Our promise is: to work tirelessly for all children with cancer in Ghana and their families to achieve a cure as well as ensuring effective palliative care; to create awareness among the general public; to promote education of health workers on childhood cancer in Ghana; to make childhood cancer a national health priority and to serve our donors with utmost integrity and transparency.


Globally, 300,000 children are diagnosed with cancer every year. Approximately 80 percent of our world’s children with cancer live in low middle income countries where more than 80 percent of these children die of their disease. In highly developed countries, more than 80 percent of children survive with the hope to live productive and meaningful lives. Only about 20 to 30 percent of children with cancer in developing countries receive treatment and the survival rates of those that do receive treatment is usually no more than 20% at best because of late presentation, costs to families and treatment abandonment amongst other reasons.

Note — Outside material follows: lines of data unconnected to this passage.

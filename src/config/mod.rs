//! Pool configuration.
//!
//! # Components
//!
//! | Type | Description |
//! |------|-------------|
//! | [`PoolBuilder`] | Fluent builder, validates and creates a pool |
//! | [`PoolOptions`] | Pool-level settings |
//! | [`MonitorOptions`] | Breaker, backoff and heartbeat settings |
//! | [`RegistryOptions`] | Registry capacity settings |
//!
//! # Example
//!
//! ```no_run
//! use rpc_pubsub_pool::{ConnectionPool, Result};
//!
//! # async fn example() -> Result<()> {
//! let pool = ConnectionPool::builder("wss://api.devnet.solana.com")
//!     .max_connections(2)
//!     .on_message(|frame| {
//!         println!("{}", String::from_utf8_lossy(frame));
//!         Ok(())
//!     })
//!     .build()?;
//! # Ok(())
//! # }
//! ```

// ============================================================================
// Submodules
// ============================================================================

/// Fluent builder for connection pools.
pub mod builder;

/// Option structs and defaults.
pub mod options;

// ============================================================================
// Re-exports
// ============================================================================

pub use builder::PoolBuilder;
pub use options::{MonitorOptions, PoolOptions, RegistryOptions};
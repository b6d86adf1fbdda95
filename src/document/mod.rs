//! The editable document: bodies with their display meshes, and sketches.
//!
//! A document is plain data. It clones deeply and compares structurally,
//! which is what undo snapshots rely on. Shape handles are registry keys
//! rather than portable data, so they are skipped when serializing.

use serde::{Deserialize, Serialize};
use uuid::Uuid;

use crate::error::{KernelError, Result};
use crate::math::{Point3, Vector3, TOLERANCE};
use crate::operations::shaping::ProfileSegment;
use crate::registry::ShapeHandle;
use crate::tessellation::Mesh;

#[derive(Debug, Clone, Default, PartialEq, Serialize, Deserialize)]
pub struct Document {
    pub bodies: Vec<Body>,
    pub sketches: Vec<Sketch>,
}

impl Document {
    #[must_use]
    pub fn new() -> Self {
        Self::default()
    }

    #[must_use]
    pub fn body(&self, id: Uuid) -> Option<&Body> {
        self.bodies.iter().find(|b| b.id == id)
    }

    pub fn body_mut(&mut self, id: Uuid) -> Option<&mut Body> {
        self.bodies.iter_mut().find(|b| b.id == id)
    }

    #[must_use]
    pub fn sketch(&self, id: Uuid) -> Option<&Sketch> {
        self.sketches.iter().find(|s| s.id == id)
    }

    /// Removes a body, handing it back.
    pub fn remove_body(&mut self, id: Uuid) -> Option<Body> {
        let index = self.bodies.iter().position(|b| b.id == id)?;
        Some(self.bodies.remove(index))
    }

    /// Every shape handle the document references, once per reference.
    #[must_use]
    pub fn shape_handles(&self) -> Vec<ShapeHandle> {
        self.bodies.iter().filter_map(|b| b.shape).collect()
    }
}

/// A solid body.
#[derive(Debug, Clone, PartialEq, Serialize, Deserialize)]
pub struct Body {
    pub id: Uuid,
    pub name: String,
    /// The registered solid; absent after deserialization.
    #[serde(skip)]
    pub shape: Option<ShapeHandle>,
    /// The display mesh, kept in step with `shape`.
    pub mesh: Mesh,
    pub visible: bool,
}

impl Body {
    #[must_use]
    pub fn new(name: impl Into<String>, shape: ShapeHandle, mesh: Mesh) -> Self {
        Self {
            id: Uuid::new_v4(),
            name: name.into(),
            shape: Some(shape),
            mesh,
            visible: true,
        }
    }
}

/// A closed profile drawn on a plane.
#[derive(Debug, Clone, PartialEq, Serialize, Deserialize)]
pub struct Sketch {
    pub id: Uuid,
    pub name: String,
    pub plane: SketchPlane,
    pub profile: Profile,
}

impl Sketch {
    #[must_use]
    pub fn new(name: impl Into<String>, plane: SketchPlane, profile: Profile) -> Self {
        Self {
            id: Uuid::new_v4(),
            name: name.into(),
            plane,
            profile,
        }
    }

    /// The profile in world coordinates, and the extrusion vector along the
    /// plane normal for `distance`.
    ///
    /// A negative distance extrudes below the plane.
    ///
    /// # Errors
    ///
    /// Returns an error if the plane is degenerate or the distance is zero.
    pub fn extrusion(&self, distance: f64) -> Result<(Vec<ProfileSegment>, Vector3)> {
        if !distance.is_finite() || distance.abs() < TOLERANCE {
            return Err(
                KernelError::InvalidInput("extrusion distance must be non-zero".into()).into(),
            );
        }
        let frame = self.plane.frame()?;
        let segments = self
            .profile
            .segments
            .iter()
            .map(|segment| match *segment {
                SketchSegment::Line { start } => ProfileSegment::Line {
                    start: frame.to_world(start),
                },
                SketchSegment::Arc {
                    start,
                    center,
                    clockwise,
                } => ProfileSegment::Arc {
                    start: frame.to_world(start),
                    center: frame.to_world(center),
                    normal: if clockwise { -frame.normal } else { frame.normal },
                },
            })
            .collect();
        Ok((segments, frame.normal * distance))
    }
}

/// A sketch plane: origin, in-plane x axis and normal.
///
/// The in-plane y axis is `normal × x_axis`.
#[derive(Debug, Clone, Copy, PartialEq, Serialize, Deserialize)]
pub struct SketchPlane {
    pub origin: [f64; 3],
    pub x_axis: [f64; 3],
    pub normal: [f64; 3],
}

impl SketchPlane {
    /// The world XY plane.
    #[must_use]
    pub fn xy() -> Self {
        Self {
            origin: [0.0; 3],
            x_axis: [1.0, 0.0, 0.0],
            normal: [0.0, 0.0, 1.0],
        }
    }

    /// An orthonormal frame for the plane.
    fn frame(&self) -> Result<Frame> {
        let normal = Vector3::from(self.normal);
        let x_axis = Vector3::from(self.x_axis);
        if normal.norm() < TOLERANCE {
            return Err(KernelError::ZeroVector.into());
        }
        let normal = normal.normalize();
        let x = x_axis - normal * normal.dot(&x_axis);
        if x.norm() < TOLERANCE {
            return Err(
                KernelError::InvalidInput("sketch x axis must not be parallel to the normal".into())
                    .into(),
            );
        }
        let x = x.normalize();
        Ok(Frame {
            origin: Point3::from(self.origin),
            x,
            y: normal.cross(&x),
            normal,
        })
    }
}

struct Frame {
    origin: Point3,
    x: Vector3,
    y: Vector3,
    normal: Vector3,
}

impl Frame {
    fn to_world(&self, [u, v]: [f64; 2]) -> Point3 {
        self.origin + self.x * u + self.y * v
    }
}

/// A closed loop of segments in plane coordinates.
///
/// Each segment runs from its start to the next segment's start; the last one
/// closes back to the first.
#[derive(Debug, Clone, Default, PartialEq, Serialize, Deserialize)]
pub struct Profile {
    pub segments: Vec<SketchSegment>,
}

impl Profile {
    /// A closed polygon through `corners`.
    #[must_use]
    pub fn polygon(corners: &[[f64; 2]]) -> Self {
        Self {
            segments: corners
                .iter()
                .map(|&start| SketchSegment::Line { start })
                .collect(),
        }
    }

    /// An axis-aligned rectangle.
    #[must_use]
    pub fn rectangle(min: [f64; 2], max: [f64; 2]) -> Self {
        Self::polygon(&[min, [max[0], min[1]], max, [min[0], max[1]]])
    }
}

#[derive(Debug, Clone, Copy, PartialEq, Serialize, Deserialize)]
#[serde(tag = "kind", rename_all = "snake_case")]
pub enum SketchSegment {
    Line {
        start: [f64; 2],
    },
    /// A circular arc about `center`, counter-clockwise in the plane unless `clockwise`.
    Arc {
        start: [f64; 2],
        center: [f64; 2],
        clockwise: bool,
    },
}
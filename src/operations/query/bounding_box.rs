use crate::error::Result;
use crate::math::{Point3, Vector3};
use crate::topology::{SolidId, TopologyStore};

use super::ExploreSolid;

/// An axis-aligned bounding box.
#[derive(Debug, Clone, Copy, PartialEq)]
pub struct Aabb {
    /// Minimum corner of the bounding box.
    pub min: Point3,
    /// Maximum corner of the bounding box.
    pub max: Point3,
}

impl Aabb {
    /// Builds the box enclosing a set of points, or `None` for an empty set.
    #[must_use]
    pub fn from_points<'a>(points: impl IntoIterator<Item = &'a Point3>) -> Option<Self> {
        let mut iter = points.into_iter();
        let first = *iter.next()?;
        Some(iter.fold(Self { min: first, max: first }, |acc, p| Self {
            min: acc.min.inf(p),
            max: acc.max.sup(p),
        }))
    }

    /// Length of the box diagonal.
    #[must_use]
    pub fn diagonal(&self) -> f64 {
        self.extent().norm()
    }

    /// Size of the box along each axis.
    #[must_use]
    pub fn extent(&self) -> Vector3 {
        self.max - self.min
    }
}

/// Computes the axis-aligned bounding box of a solid's vertices.
///
/// Curved edges may bulge beyond their endpoints; the box only covers vertices.
pub struct BoundingBox {
    solid: SolidId,
}

impl BoundingBox {
    /// Creates a new `BoundingBox` query.
    #[must_use]
    pub fn new(solid: SolidId) -> Self {
        Self { solid }
    }

    /// Executes the query, returning the AABB.
    ///
    /// # Errors
    ///
    /// Returns an error if the solid or one of its entities is missing.
    pub fn execute(&self, store: &TopologyStore) -> Result<Aabb> {
        let topo = ExploreSolid::new(self.solid).execute(store)?;
        let points = topo
            .vertices
            .iter()
            .map(|&v| store.vertex(v).map(|d| d.point))
            .collect::<std::result::Result<Vec<_>, _>>()?;
        Ok(Aabb::from_points(&points).unwrap_or(Aabb {
            min: Point3::origin(),
            max: Point3::origin(),
        }))
    }
}
mod arc;
mod line;

pub use arc::Arc;
pub use line::Line;

use crate::error::Result;
use crate::math::Point3;

/// Parameter domain for a curve.
#[derive(Debug, Clone, Copy, PartialEq)]
pub struct CurveDomain {
    /// Start of the parameter range.
    pub t_min: f64,
    /// End of the parameter range.
    pub t_max: f64,
}

impl CurveDomain {
    /// Creates a new curve domain.
    #[must_use]
    pub fn new(t_min: f64, t_max: f64) -> Self {
        Self { t_min, t_max }
    }
}

/// Trait for parametric curves in 3D space.
pub trait Curve {
    /// Evaluates the curve at parameter `t`, returning the 3D point.
    ///
    /// # Errors
    ///
    /// Returns an error if the parameter is out of range or evaluation fails.
    fn evaluate(&self, t: f64) -> Result<Point3>;

    /// Returns the parameter domain of the curve.
    fn domain(&self) -> CurveDomain;
}
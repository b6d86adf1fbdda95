#![allow(dead_code, clippy::unwrap_used)]

use std::collections::HashMap;

use remold::error::{KernelError, Result};
use remold::geometry::Cylinder;
use remold::kernel::EdgeKind;
use remold::math::{Point3, Vector3};
use remold::operations::creation::{
    make_arc_edge, make_line_edge, MakeFace, MakeShell, MakeSolid, MakeWire,
};
use remold::operations::sewing::Sewn;
use remold::operations::shaping::ProfileSegment;
use remold::tessellation::{Mesh, TessellationParams};
use remold::topology::{
    EdgeId, Entity, FaceId, FaceSurface, OrientedEdge, ShellId, SolidId, TopologyStore, VertexData,
    VertexId, WireId,
};
use remold::GeometryKernel;

pub fn p(x: f64, y: f64, z: f64) -> Point3 {
    Point3::new(x, y, z)
}

pub fn init_tracing() {
    let _ = tracing_subscriber::fmt()
        .with_env_filter(tracing_subscriber::EnvFilter::from_default_env())
        .with_test_writer()
        .try_init();
}

/// Vertex positions of a solid in enumeration order.
pub fn positions<K: GeometryKernel + ?Sized>(kernel: &K, solid: SolidId) -> Vec<Point3> {
    kernel
        .solid_vertices(solid)
        .unwrap()
        .into_iter()
        .map(|v| kernel.vertex_point(v).unwrap())
        .collect()
}

/// Enumeration index of the vertex at `point`.
pub fn vertex_index<K: GeometryKernel + ?Sized>(
    kernel: &K,
    solid: SolidId,
    point: Point3,
) -> usize {
    positions(kernel, solid)
        .iter()
        .position(|q| (q - point).norm() < 1e-9)
        .unwrap()
}

pub const FILLET_RADIUS: f64 = 0.25;

/// An L-shaped prism, one unit tall, whose top front edge along x is rounded.
///
/// The footprint spans `[0, 4] x [0, 2]` plus `[0, 2] x [2, 4]`. Face 3 is the
/// cylindrical fillet; faces 4 and 5 (the x = 4 and x = 0 ends) carry its arcs.
pub fn filleted_l_prism(store: &mut TopologyStore) -> SolidId {
    let r = FILLET_RADIUS;
    let h = 1.0 - r;
    let points = [
        p(0.0, 0.0, 0.0),
        p(4.0, 0.0, 0.0),
        p(4.0, 2.0, 0.0),
        p(2.0, 2.0, 0.0),
        p(2.0, 4.0, 0.0),
        p(0.0, 4.0, 0.0),
        p(0.0, r, 1.0),
        p(4.0, r, 1.0),
        p(4.0, 2.0, 1.0),
        p(2.0, 2.0, 1.0),
        p(2.0, 4.0, 1.0),
        p(0.0, 4.0, 1.0),
        p(0.0, 0.0, h),
        p(4.0, 0.0, h),
    ];
    let vertices: Vec<VertexId> = points
        .iter()
        .map(|&point| store.add_vertex(VertexData::new(point)))
        .collect();

    // (edge, start index) keyed by sorted vertex indices
    let mut edges: HashMap<(usize, usize), (EdgeId, usize)> = HashMap::new();
    for (start, end, center) in [(13, 7, p(4.0, r, h)), (12, 6, p(0.0, r, h))] {
        let arc =
            make_arc_edge(store, vertices[start], vertices[end], center, -Vector3::x()).unwrap();
        edges.insert((start.min(end), start.max(end)), (arc, start));
    }

    let mut wire = |store: &mut TopologyStore, corners: &[usize]| -> WireId {
        let n = corners.len();
        let oriented = (0..n)
            .map(|i| {
                let (a, b) = (corners[i], corners[(i + 1) % n]);
                let (edge, start) = *edges.entry((a.min(b), a.max(b))).or_insert_with(|| {
                    (make_line_edge(store, vertices[a], vertices[b]).unwrap(), a)
                });
                OrientedEdge::new(edge, start == a)
            })
            .collect();
        MakeWire::from_edges(oriented).execute(store).unwrap()
    };

    let loops: [&[usize]; 9] = [
        &[0, 5, 4, 3, 2, 1],
        &[6, 7, 8, 9, 10, 11],
        &[0, 1, 13, 12],
        &[12, 13, 7, 6],
        &[1, 2, 8, 7, 13],
        &[0, 12, 6, 11, 5],
        &[2, 3, 9, 8],
        &[3, 4, 10, 9],
        &[4, 5, 11, 10],
    ];
    let mut faces = Vec::with_capacity(loops.len());
    for (i, corners) in loops.iter().enumerate() {
        let outer = wire(&mut *store, corners);
        let face = if i == 3 {
            let surface = Cylinder::new(p(0.0, r, h), r, -Vector3::x(), -Vector3::y()).unwrap();
            MakeFace::on_surface(outer, vec![], FaceSurface::Cylinder(surface), true)
                .execute(store)
                .unwrap()
        } else {
            MakeFace::new(outer, vec![]).execute(store).unwrap()
        };
        faces.push(face);
    }
    let shell = MakeShell::new(faces).execute(store).unwrap();
    MakeSolid::new(shell, vec![]).execute(store).unwrap()
}

/// A kernel that forwards to [`TopologyStore`] with some capabilities switched off.
#[derive(Debug, Default)]
pub struct LimitedKernel {
    pub store: TopologyStore,
    /// Refuse edges between existing vertices.
    pub no_shared_edges: bool,
    /// Report validity as unknown.
    pub no_validation: bool,
}

impl LimitedKernel {
    pub fn without_shared_edges() -> Self {
        Self {
            no_shared_edges: true,
            ..Self::default()
        }
    }

    pub fn without_validation() -> Self {
        Self {
            no_validation: true,
            ..Self::default()
        }
    }
}

impl GeometryKernel for LimitedKernel {
    fn make_vertex(&mut self, point: Point3) -> Result<VertexId> {
        self.store.make_vertex(point)
    }

    fn make_edge(&mut self, start: VertexId, end: VertexId) -> Result<EdgeId> {
        if self.no_shared_edges {
            return Err(KernelError::NotSupported("shared edges".into()).into());
        }
        self.store.make_edge(start, end)
    }

    fn make_edge_from_points(&mut self, start: Point3, end: Point3) -> Result<EdgeId> {
        self.store.make_edge_from_points(start, end)
    }

    fn make_wire(&mut self, edges: &[OrientedEdge]) -> Result<WireId> {
        self.store.make_wire(edges)
    }

    fn make_face(&mut self, wire: WireId, planar: bool) -> Result<FaceId> {
        self.store.make_face(wire, planar)
    }

    fn make_shell(&mut self, faces: &[FaceId]) -> Result<ShellId> {
        self.store.make_shell(faces)
    }

    fn make_solid(&mut self, shell: ShellId) -> Result<SolidId> {
        self.store.make_solid(shell)
    }

    fn make_box(&mut self, min: Point3, max: Point3) -> Result<SolidId> {
        self.store.make_box(min, max)
    }

    fn extrude(&mut self, profile: &[ProfileSegment], direction: Vector3) -> Result<SolidId> {
        self.store.extrude(profile, direction)
    }

    fn solid_faces(&self, solid: SolidId) -> Result<Vec<FaceId>> {
        self.store.solid_faces(solid)
    }

    fn solid_vertices(&self, solid: SolidId) -> Result<Vec<VertexId>> {
        self.store.solid_vertices(solid)
    }

    fn solid_edges(&self, solid: SolidId) -> Result<Vec<EdgeId>> {
        self.store.solid_edges(solid)
    }

    fn face_edges(&self, face: FaceId) -> Result<Vec<OrientedEdge>> {
        self.store.face_edges(face)
    }

    fn face_vertices(&self, face: FaceId) -> Result<Vec<VertexId>> {
        self.store.face_vertices(face)
    }

    fn face_inner_wire_count(&self, face: FaceId) -> Result<usize> {
        self.store.face_inner_wire_count(face)
    }

    fn edge_vertices(&self, edge: EdgeId) -> Result<(VertexId, VertexId)> {
        self.store.edge_vertices(edge)
    }

    fn vertex_point(&self, vertex: VertexId) -> Result<Point3> {
        self.store.vertex_point(vertex)
    }

    fn edge_kind(&self, edge: EdgeId) -> Result<EdgeKind> {
        self.store.edge_kind(edge)
    }

    fn sew(&mut self, faces: &[FaceId], tolerance: f64) -> Result<Sewn> {
        self.store.sew(faces, tolerance)
    }

    fn validate(&self, solid: SolidId) -> Option<bool> {
        if self.no_validation {
            None
        } else {
            self.store.validate(solid)
        }
    }

    fn free_solid(&mut self, solid: SolidId) -> Result<()> {
        GeometryKernel::free_solid(&mut self.store, solid)
    }

    fn discard(&mut self, entities: &[Entity]) {
        GeometryKernel::discard(&mut self.store, entities);
    }

    fn tessellate(&self, solid: SolidId, params: &TessellationParams) -> Result<Mesh> {
        self.store.tessellate(solid, params)
    }
}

Every child, no matter where they live, should have access to treatment and the chance of a cure and effective palliative care when necessary.

In Ghana, there is no comprehensive epidemiological data on the magnitude of childhood cancers but using estimates from incidence data in more developed countries, about 1 in 500 children will be affected by 15 years of age. With our population of over 29 million, we would expect about 1,200 children below 15 years of age to be affected yearly.

There are only two hospitals – Korle Bu Teaching Hospital (KBTH) in Accra and Komfo Anokye Teaching Hospital (KATH) in Kumasi that have comprehensive paediatric cancer units. Only about 300 cases (25%) are seen yearly in total by the two centres.

Documented evidence shows that there has been a change in the types of cancers most frequently seen at the paediatric cancer unit in Korle Bu Teaching Hospital. In the 1990’s, lymphomas accounted for 67% followed by eye cancer (retinoblastoma)8%, leukaemia 8% and kidney cancer7%.

Current data from KBTH shows that only 37% of cases are lymphomas, leukaemia cases form 18% and are second, then eye cancers 12%, kidney cancers 9% and other previously rarer cancers are now being diagnosed more frequently.

  • Lymphoma
  • Leukaemia
  • Eye
  • Kidney
  • Other Rare Forms

Over 70% of the cancers presenting in Ghana are treatable if detected early.

In line with global childhood cancer control efforts, LCCG will work to build awareness on childhood cancer in Ghana, to make childhood cancer a national priority and to raise funds to ensure that there are adequate resources to meet the basic health rights of children with cancer.

LCCG believes that all children in Ghana have:

  • The right to early and precise diagnosis;
  • The right to have access to life-saving essential medicines;
  • The right to appropriate and good quality medical treatments;
  • The right to have access to effective palliative care and
  • The right for their families to be supported emotionally and financially and to be protected from catastrophic health expenditure.